### Information shown ###
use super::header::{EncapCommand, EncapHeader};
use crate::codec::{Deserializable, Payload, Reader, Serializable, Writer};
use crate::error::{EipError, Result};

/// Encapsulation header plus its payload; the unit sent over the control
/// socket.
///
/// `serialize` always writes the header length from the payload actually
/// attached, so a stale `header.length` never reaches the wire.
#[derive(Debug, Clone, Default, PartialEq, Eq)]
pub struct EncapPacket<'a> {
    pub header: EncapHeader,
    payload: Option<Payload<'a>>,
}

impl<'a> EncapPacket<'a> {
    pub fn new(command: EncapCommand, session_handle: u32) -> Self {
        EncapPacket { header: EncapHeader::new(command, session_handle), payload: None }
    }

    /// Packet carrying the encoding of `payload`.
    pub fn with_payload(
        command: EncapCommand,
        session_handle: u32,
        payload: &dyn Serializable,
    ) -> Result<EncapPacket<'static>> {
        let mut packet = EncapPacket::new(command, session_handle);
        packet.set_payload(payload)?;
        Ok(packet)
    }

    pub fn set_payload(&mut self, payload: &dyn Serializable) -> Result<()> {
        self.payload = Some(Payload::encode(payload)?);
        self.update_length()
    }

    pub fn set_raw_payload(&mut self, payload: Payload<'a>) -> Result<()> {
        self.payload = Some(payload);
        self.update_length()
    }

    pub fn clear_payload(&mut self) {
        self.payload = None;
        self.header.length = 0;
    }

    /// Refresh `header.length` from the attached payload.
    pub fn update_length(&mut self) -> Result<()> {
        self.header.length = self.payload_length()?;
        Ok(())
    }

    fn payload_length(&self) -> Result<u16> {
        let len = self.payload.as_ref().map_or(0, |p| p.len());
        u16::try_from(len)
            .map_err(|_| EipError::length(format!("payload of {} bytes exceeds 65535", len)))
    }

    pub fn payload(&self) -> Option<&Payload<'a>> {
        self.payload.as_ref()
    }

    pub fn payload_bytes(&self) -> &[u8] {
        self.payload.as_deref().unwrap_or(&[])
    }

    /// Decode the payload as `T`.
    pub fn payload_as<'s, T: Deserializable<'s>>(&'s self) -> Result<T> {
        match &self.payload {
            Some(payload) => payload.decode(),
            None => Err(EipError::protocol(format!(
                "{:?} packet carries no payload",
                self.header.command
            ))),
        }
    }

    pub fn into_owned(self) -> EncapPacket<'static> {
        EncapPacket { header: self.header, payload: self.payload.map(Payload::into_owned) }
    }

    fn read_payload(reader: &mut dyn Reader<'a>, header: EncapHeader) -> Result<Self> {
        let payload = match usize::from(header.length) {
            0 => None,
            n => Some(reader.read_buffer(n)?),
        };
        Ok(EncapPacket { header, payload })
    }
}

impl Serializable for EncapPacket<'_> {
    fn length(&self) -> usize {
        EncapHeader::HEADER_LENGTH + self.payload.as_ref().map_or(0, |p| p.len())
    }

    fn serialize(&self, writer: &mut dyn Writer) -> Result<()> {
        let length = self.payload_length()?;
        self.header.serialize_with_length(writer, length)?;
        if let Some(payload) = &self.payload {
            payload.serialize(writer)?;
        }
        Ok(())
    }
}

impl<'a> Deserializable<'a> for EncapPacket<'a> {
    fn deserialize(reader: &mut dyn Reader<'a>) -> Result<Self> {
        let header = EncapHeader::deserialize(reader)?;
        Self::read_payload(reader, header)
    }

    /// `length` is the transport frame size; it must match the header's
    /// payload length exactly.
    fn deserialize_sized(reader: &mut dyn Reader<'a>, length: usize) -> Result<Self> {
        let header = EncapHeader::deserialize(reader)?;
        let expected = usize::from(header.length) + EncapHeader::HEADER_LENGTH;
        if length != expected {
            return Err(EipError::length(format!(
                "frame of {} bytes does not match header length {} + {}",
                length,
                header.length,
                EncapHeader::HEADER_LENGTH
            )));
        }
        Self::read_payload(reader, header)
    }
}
###
### Information shown ###
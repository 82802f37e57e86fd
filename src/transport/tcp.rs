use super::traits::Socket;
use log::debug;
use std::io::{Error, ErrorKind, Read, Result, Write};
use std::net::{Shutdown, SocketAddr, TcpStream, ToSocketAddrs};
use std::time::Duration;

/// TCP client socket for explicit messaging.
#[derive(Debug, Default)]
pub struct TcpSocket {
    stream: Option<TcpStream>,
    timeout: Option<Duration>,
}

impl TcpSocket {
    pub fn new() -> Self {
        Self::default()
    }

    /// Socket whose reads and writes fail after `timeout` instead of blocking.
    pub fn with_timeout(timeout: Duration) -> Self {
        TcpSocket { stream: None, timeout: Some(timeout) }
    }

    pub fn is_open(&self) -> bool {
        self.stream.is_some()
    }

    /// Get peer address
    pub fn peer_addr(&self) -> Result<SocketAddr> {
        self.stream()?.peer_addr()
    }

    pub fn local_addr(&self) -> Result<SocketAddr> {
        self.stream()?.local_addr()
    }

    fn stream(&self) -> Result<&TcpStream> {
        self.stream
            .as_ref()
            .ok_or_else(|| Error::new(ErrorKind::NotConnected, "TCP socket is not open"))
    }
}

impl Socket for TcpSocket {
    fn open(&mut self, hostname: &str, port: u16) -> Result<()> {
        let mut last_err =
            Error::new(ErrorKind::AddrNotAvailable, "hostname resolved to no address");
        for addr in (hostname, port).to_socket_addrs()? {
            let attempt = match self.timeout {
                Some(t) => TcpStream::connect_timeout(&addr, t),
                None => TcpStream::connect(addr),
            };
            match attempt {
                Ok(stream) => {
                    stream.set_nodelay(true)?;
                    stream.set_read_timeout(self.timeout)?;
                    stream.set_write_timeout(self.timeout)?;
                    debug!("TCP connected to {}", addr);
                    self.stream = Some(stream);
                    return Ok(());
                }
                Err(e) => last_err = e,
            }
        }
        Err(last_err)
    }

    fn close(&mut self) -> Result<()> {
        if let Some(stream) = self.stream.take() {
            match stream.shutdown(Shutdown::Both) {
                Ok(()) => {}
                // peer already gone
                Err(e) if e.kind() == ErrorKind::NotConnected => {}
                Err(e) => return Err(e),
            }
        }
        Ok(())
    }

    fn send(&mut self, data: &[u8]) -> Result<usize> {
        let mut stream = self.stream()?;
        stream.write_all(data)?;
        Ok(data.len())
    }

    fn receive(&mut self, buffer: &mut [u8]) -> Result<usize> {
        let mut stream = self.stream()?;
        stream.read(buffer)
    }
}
###
### Information shown ###
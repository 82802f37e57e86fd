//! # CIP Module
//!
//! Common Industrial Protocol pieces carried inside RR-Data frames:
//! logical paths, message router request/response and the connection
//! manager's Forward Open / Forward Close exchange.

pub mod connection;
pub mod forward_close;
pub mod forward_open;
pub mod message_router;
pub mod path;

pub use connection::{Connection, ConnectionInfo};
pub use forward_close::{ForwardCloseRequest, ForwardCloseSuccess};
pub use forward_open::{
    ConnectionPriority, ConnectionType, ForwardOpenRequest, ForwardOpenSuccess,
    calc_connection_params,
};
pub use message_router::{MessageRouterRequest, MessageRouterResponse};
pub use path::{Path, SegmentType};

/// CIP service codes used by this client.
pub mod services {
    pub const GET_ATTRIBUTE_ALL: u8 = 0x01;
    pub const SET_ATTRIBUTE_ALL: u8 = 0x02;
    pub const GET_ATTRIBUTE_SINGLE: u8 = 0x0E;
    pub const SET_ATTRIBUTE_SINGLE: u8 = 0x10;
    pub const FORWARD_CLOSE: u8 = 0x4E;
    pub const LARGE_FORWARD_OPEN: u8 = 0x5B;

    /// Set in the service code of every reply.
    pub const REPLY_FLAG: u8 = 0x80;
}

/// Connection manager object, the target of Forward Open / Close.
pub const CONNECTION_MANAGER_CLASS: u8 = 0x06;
###
[Instructions for the task] Where a line above contains the word "Deserializable", show that line.

[Task response]
use crate::codec::{Deserializable, Payload, Reader, Serializable, Writer};
    pub fn payload_as<'s, T: Deserializable<'s>>(&'s self) -> Result<T> {
impl<'a> Deserializable<'a> for EncapPacket<'a> {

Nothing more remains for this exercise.